Глубокоуважаемый Виктор Викторович! Чем обусловлена актуальность проблемы развития новых подходов к лечению аневризм и расслоения грудной аорты?Каков прогноз этих видов патологии при консервативном лечении?

Аневризма восходящей аорты (ВА) — одно из самых распространенных заболеваний в структуре сердечнососудистой патологии, встречающееся примерно в 6% наблюдений на 100 тысяч населения. По сводной статистике ряда авторов через 3 года после установления диагноза аневризмы грудной аорты умирают 40% больных, через 5 лет — больше половины. Причины смерти различны: большая часть больных (35-40%) умирают от разрыва аневризмы, примерно 30% — от сердечной недостаточности, 14-20% — от легочных осложнений и пневмонии.

Расслоение аорты — еще более опасное заболевание, встречающееся с частотой 10-20 случаев на 1 миллион человек. Еще в 70-80-х годах прошлого столетия на анализе большого количества наблюдений было показано, что в течение первых двух суток с момента острого расслоения аорты с вовлечением восходящего отдела умирают 50% больных, в течение первых двух недель — 80%, и концу первого месяца в живых остается лишь 5% больных.

При аневризме ВА консервативное лечение направлено только на поддержание артериального давления на нормальном или близком к нему уровне и профилактику атеросклероза. Диаметр ВА более 5-5,5 см или увеличение диаметра ВА более чем на 0,5 см в год является показанием к хирургическому лечению. Острое расслоение аорты с вовлечением в патологический процесс ВА является показанием к неотложному хирургическому вмешательству.

Летальность после хирургических вмешательств при аневризме ВА на сегодняшний день варьирует в пределах 1-5%, тогда как при остром расслоении послеоперационная летальность может достигать 30% и более. У больных с расслоением всей аорты протезирование ВА как наиболее опасного в плане разрыва отдела аорты, безусловно, является жизнеспасающей операцией, но сохраняющееся расслоение дистальнее зоны операции остается потенциальной угрозой для жизни пациента — в течение последующих 3-5 лет до 40% больных умирают от разрыва аорты в более дистальных отделах. В связи с этим постоянно ведутся разработки новых подходов как к хирургической

коррекции патологии ВА при наличии аневризмы или, что еще более важно, острого расслоения аорты, а также поиск путей предупреждения жизнеугрожа-ющих осложнений при патологии более дистальных отделов аорты.

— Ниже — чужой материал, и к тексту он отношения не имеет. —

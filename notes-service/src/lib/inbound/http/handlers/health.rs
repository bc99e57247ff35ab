use axum::http::StatusCode;

use super::ApiSuccess;
use super::MessageData;

pub async fn health() -> ApiSuccess<MessageData> {
    ApiSuccess::new(StatusCode::OK, MessageData::new("ok"))
}
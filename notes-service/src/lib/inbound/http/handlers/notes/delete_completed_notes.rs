use axum::extract::State;
use axum::http::StatusCode;

use super::DeletedData;
use crate::inbound::http::handlers::ApiError;
use crate::inbound::http::handlers::ApiSuccess;
use crate::inbound::http::middleware::AuthenticatedUser;
use crate::inbound::http::router::AppState;

pub async fn delete_completed_notes(
    State(state): State<AppState>,
    user: AuthenticatedUser,
) -> Result<ApiSuccess<DeletedData>, ApiError> {
    state
        .note_service
        .delete_completed(user.user_id)
        .await
        .map_err(ApiError::from)
        .map(|deleted| ApiSuccess::new(StatusCode::OK, DeletedData { deleted }))
}
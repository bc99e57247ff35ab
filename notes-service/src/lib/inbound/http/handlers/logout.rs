use axum::extract::State;
use axum::http::StatusCode;
use axum_extra::extract::cookie::CookieJar;

use super::ApiSuccess;
use super::MessageData;
use crate::inbound::http::router::AppState;

/// Clear both session cookies. Always succeeds; the stored refresh token is
/// left as is and simply stops reaching the server.
pub async fn logout(
    State(state): State<AppState>,
    jar: CookieJar,
) -> (CookieJar, ApiSuccess<MessageData>) {
    (
        state.cookies.clear(jar),
        ApiSuccess::new(StatusCode::OK, MessageData::new("Logged out")),
    )
}
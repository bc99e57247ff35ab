use axum::extract::State;
use axum::http::StatusCode;

use super::DeletedData;
use crate::inbound::http::handlers::ApiError;
use crate::inbound::http::handlers::ApiSuccess;
use crate::inbound::http::middleware::AuthenticatedUser;
use crate::inbound::http::router::AppState;

pub async fn delete_all_notes(
    State(state): State<AppState>,
    user: AuthenticatedUser,
) -> Result<ApiSuccess<DeletedData>, ApiError> {
    state
        .note_service
        .delete_all(user.user_id)
        .await
        .map_err(ApiError::from)
        .map(|deleted| ApiSuccess::new(StatusCode::OK, DeletedData { deleted }))
}
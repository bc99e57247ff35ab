pub mod config;
pub mod domain;
pub mod inbound;
pub mod outbound;

pub use domain::identity;
pub use domain::note;
pub use outbound::repositories;
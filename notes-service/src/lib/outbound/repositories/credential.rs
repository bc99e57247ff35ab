use async_trait::async_trait;
use chrono::DateTime;
use chrono::Utc;
use sqlx::FromRow;
use sqlx::PgPool;

use crate::domain::identity::errors::StoreError;
use crate::domain::identity::models::Identity;
use crate::domain::identity::models::NewIdentity;
use crate::domain::identity::models::UserId;
use crate::domain::identity::ports::CredentialStore;

pub struct PostgresCredentialStore {
    pool: PgPool,
}

impl PostgresCredentialStore {
    pub fn new(pool: PgPool) -> Self {
        Self { pool }
    }
}

#[derive(FromRow)]
struct IdentityRow {
    id: i64,
    user_name: String,
    email: String,
    password_hash: String,
    refresh_token: Option<String>,
    created_at: DateTime<Utc>,
}

impl TryFrom<IdentityRow> for Identity {
    type Error = StoreError;

    fn try_from(row: IdentityRow) -> Result<Self, Self::Error> {
        Ok(Identity {
            id: UserId::new(row.id).map_err(|e| StoreError::Unavailable(e.to_string()))?,
            username: row.user_name,
            email: row.email,
            password_hash: row.password_hash,
            refresh_token: row.refresh_token,
            created_at: row.created_at,
        })
    }
}

fn unavailable(e: sqlx::Error) -> StoreError {
    StoreError::Unavailable(e.to_string())
}

#[async_trait]
impl CredentialStore for PostgresCredentialStore {
    async fn find_by_username_or_email(
        &self,
        username: &str,
        email: &str,
    ) -> Result<Option<Identity>, StoreError> {
        sqlx::query_as::<_, IdentityRow>(
            r#"
            SELECT id, user_name, email, password_hash, refresh_token, created_at
            FROM users
            WHERE user_name = $1 OR email = $2
            LIMIT 1
            "#,
        )
        .bind(username)
        .bind(email)
        .fetch_optional(&self.pool)
        .await
        .map_err(unavailable)?
        .map(Identity::try_from)
        .transpose()
    }

    async fn create(&self, identity: NewIdentity) -> Result<Identity, StoreError> {
        let row = sqlx::query_as::<_, IdentityRow>(
            r#"
            INSERT INTO users (user_name, email, password_hash, created_at)
            VALUES ($1, $2, $3, NOW())
            RETURNING id, user_name, email, password_hash, refresh_token, created_at
            "#,
        )
        .bind(&identity.username)
        .bind(&identity.email)
        .bind(&identity.password_hash)
        .fetch_one(&self.pool)
        .await
        .map_err(|e| {
            if let Some(db_err) = e.as_database_error() {
                if db_err.is_unique_violation() {
                    return StoreError::Conflict;
                }
            }
            unavailable(e)
        })?;

        Identity::try_from(row)
    }

    async fn find_by_email(&self, email: &str) -> Result<Option<Identity>, StoreError> {
        sqlx::query_as::<_, IdentityRow>(
            r#"
            SELECT id, user_name, email, password_hash, refresh_token, created_at
            FROM users
            WHERE email = $1
            LIMIT 1
            "#,
        )
        .bind(email)
        .fetch_optional(&self.pool)
        .await
        .map_err(unavailable)?
        .map(Identity::try_from)
        .transpose()
    }

    async fn find_by_id(&self, id: UserId) -> Result<Option<Identity>, StoreError> {
        sqlx::query_as::<_, IdentityRow>(
            r#"
            SELECT id, user_name, email, password_hash, refresh_token, created_at
            FROM users
            WHERE id = $1
            "#,
        )
        .bind(id.as_i64())
        .fetch_optional(&self.pool)
        .await
        .map_err(unavailable)?
        .map(Identity::try_from)
        .transpose()
    }

    async fn update_refresh_token(&self, id: UserId, token: &str) -> Result<(), StoreError> {
        sqlx::query(
            r#"
            UPDATE users
            SET refresh_token = $2
            WHERE id = $1
            "#,
        )
        .bind(id.as_i64())
        .bind(token)
        .execute(&self.pool)
        .await
        .map_err(unavailable)?;

        Ok(())
    }

    async fn replace_refresh_token(
        &self,
        id: UserId,
        expected: &str,
        new_token: &str,
    ) -> Result<bool, StoreError> {
        let result = sqlx::query(
            r#"
            UPDATE users
            SET refresh_token = $3
            WHERE id = $1 AND refresh_token = $2
            "#,
        )
        .bind(id.as_i64())
        .bind(expected)
        .bind(new_token)
        .execute(&self.pool)
        .await
        .map_err(unavailable)?;

        Ok(result.rows_affected() == 1)
    }
}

Какие основные стратегические задачи, необходимые для достижения успеха в аортальной хирургии, Вы можете назвать?

В настоящее время успех лечения пациентов с патологией аорты определяется комплексным, многоэтапным и многофакторным подходом. Основные задачи разработки проблемы хирургического лечения аневризм и расслоения аорты остаются практически прежними, но с учетом современных технологий они могут иметь новаторские решения. К ним относятся:

— разработка диагностических приемов для своевременного выявления аневризм ВА и дуги аорты и полноценного определения всех изменений, характерных для этой патологии и имеющих важное значение для выбора хирургической тактики;

— разработка стратегии лечения больных с расширением аорты в зависимости от наличия сопутствующей аортальной недостаточности, наличия острого или хронического расслоения аортальной стенки, распространенности патологического процесса на различные отделы аорты и других факторов;

— разработка различных видов хирургических вмешательств, позволяющих радикально устранить патологию восходящего отдела и дуги аорты и предупредить развитие осложнений и рецидивов в отдаленном периоде;

— разработка мероприятий, позволяющих оптимизировать условия проведения хирургических операций на восходящем отделе и дуге аорты, а также обеспечить возможность проведения реконструктивных вмешательств на участках аорты, расположенных дистальнее ее перешейка;

— разработка стратегии лечения расслоения аорты при различных его типах и в различные сроки от начала заболевания с использованием современных гибридных и эндоваскулярных технологий.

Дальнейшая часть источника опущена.